TASK BRIEF
Each line of the entries that contains the word "Parser" adds one. Reply with the resulting number only.

[Stored records]
*** Begin section ***
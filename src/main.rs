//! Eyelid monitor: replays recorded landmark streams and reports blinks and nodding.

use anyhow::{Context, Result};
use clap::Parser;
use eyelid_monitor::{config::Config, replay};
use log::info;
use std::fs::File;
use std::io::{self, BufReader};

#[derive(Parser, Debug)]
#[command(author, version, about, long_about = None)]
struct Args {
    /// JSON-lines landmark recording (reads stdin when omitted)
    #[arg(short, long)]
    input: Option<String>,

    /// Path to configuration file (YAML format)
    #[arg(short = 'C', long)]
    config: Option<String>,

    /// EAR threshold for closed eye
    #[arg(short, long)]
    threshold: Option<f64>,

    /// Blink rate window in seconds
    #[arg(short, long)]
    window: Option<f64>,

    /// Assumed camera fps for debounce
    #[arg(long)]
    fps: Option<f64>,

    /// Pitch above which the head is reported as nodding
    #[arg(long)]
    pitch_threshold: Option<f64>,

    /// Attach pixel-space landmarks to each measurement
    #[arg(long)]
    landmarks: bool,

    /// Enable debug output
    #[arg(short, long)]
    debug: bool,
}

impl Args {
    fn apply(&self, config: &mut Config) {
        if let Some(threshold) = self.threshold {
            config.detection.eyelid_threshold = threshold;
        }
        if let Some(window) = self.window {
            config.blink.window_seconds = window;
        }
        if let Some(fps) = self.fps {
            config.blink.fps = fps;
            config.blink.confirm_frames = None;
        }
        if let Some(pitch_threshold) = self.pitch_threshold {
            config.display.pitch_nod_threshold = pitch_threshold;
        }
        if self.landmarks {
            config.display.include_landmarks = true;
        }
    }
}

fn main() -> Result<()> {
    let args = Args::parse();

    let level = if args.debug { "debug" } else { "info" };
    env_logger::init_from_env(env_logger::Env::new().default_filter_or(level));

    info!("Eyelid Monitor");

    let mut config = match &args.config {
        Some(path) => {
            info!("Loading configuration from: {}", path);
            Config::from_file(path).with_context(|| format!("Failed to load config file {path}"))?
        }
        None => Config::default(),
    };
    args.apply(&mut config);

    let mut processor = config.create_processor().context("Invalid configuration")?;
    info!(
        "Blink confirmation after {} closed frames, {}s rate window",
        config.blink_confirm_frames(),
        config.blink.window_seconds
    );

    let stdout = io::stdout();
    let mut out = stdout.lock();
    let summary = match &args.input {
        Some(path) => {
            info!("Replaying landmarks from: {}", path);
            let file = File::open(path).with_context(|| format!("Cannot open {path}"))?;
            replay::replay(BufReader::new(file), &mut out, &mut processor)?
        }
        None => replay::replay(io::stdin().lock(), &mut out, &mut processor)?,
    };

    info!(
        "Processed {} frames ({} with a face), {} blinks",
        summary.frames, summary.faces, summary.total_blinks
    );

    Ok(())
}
*** End section ***
*** Begin section ***
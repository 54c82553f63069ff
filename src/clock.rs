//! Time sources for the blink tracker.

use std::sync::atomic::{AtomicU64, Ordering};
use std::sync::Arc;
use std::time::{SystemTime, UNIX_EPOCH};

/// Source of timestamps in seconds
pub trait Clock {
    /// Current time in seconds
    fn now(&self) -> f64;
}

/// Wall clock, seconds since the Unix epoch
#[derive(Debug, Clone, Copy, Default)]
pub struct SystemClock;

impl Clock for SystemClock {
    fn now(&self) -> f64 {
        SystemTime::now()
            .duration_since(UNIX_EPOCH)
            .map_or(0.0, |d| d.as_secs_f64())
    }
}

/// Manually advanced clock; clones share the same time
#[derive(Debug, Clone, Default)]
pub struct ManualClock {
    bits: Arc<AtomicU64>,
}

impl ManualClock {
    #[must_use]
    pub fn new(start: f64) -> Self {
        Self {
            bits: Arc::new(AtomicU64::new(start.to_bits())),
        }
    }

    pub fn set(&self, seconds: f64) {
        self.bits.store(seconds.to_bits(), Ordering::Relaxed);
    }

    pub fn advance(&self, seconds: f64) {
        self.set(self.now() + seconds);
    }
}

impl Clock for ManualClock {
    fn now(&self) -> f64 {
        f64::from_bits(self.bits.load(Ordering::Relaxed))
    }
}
*** End section ***
YOUR RESPONSE
2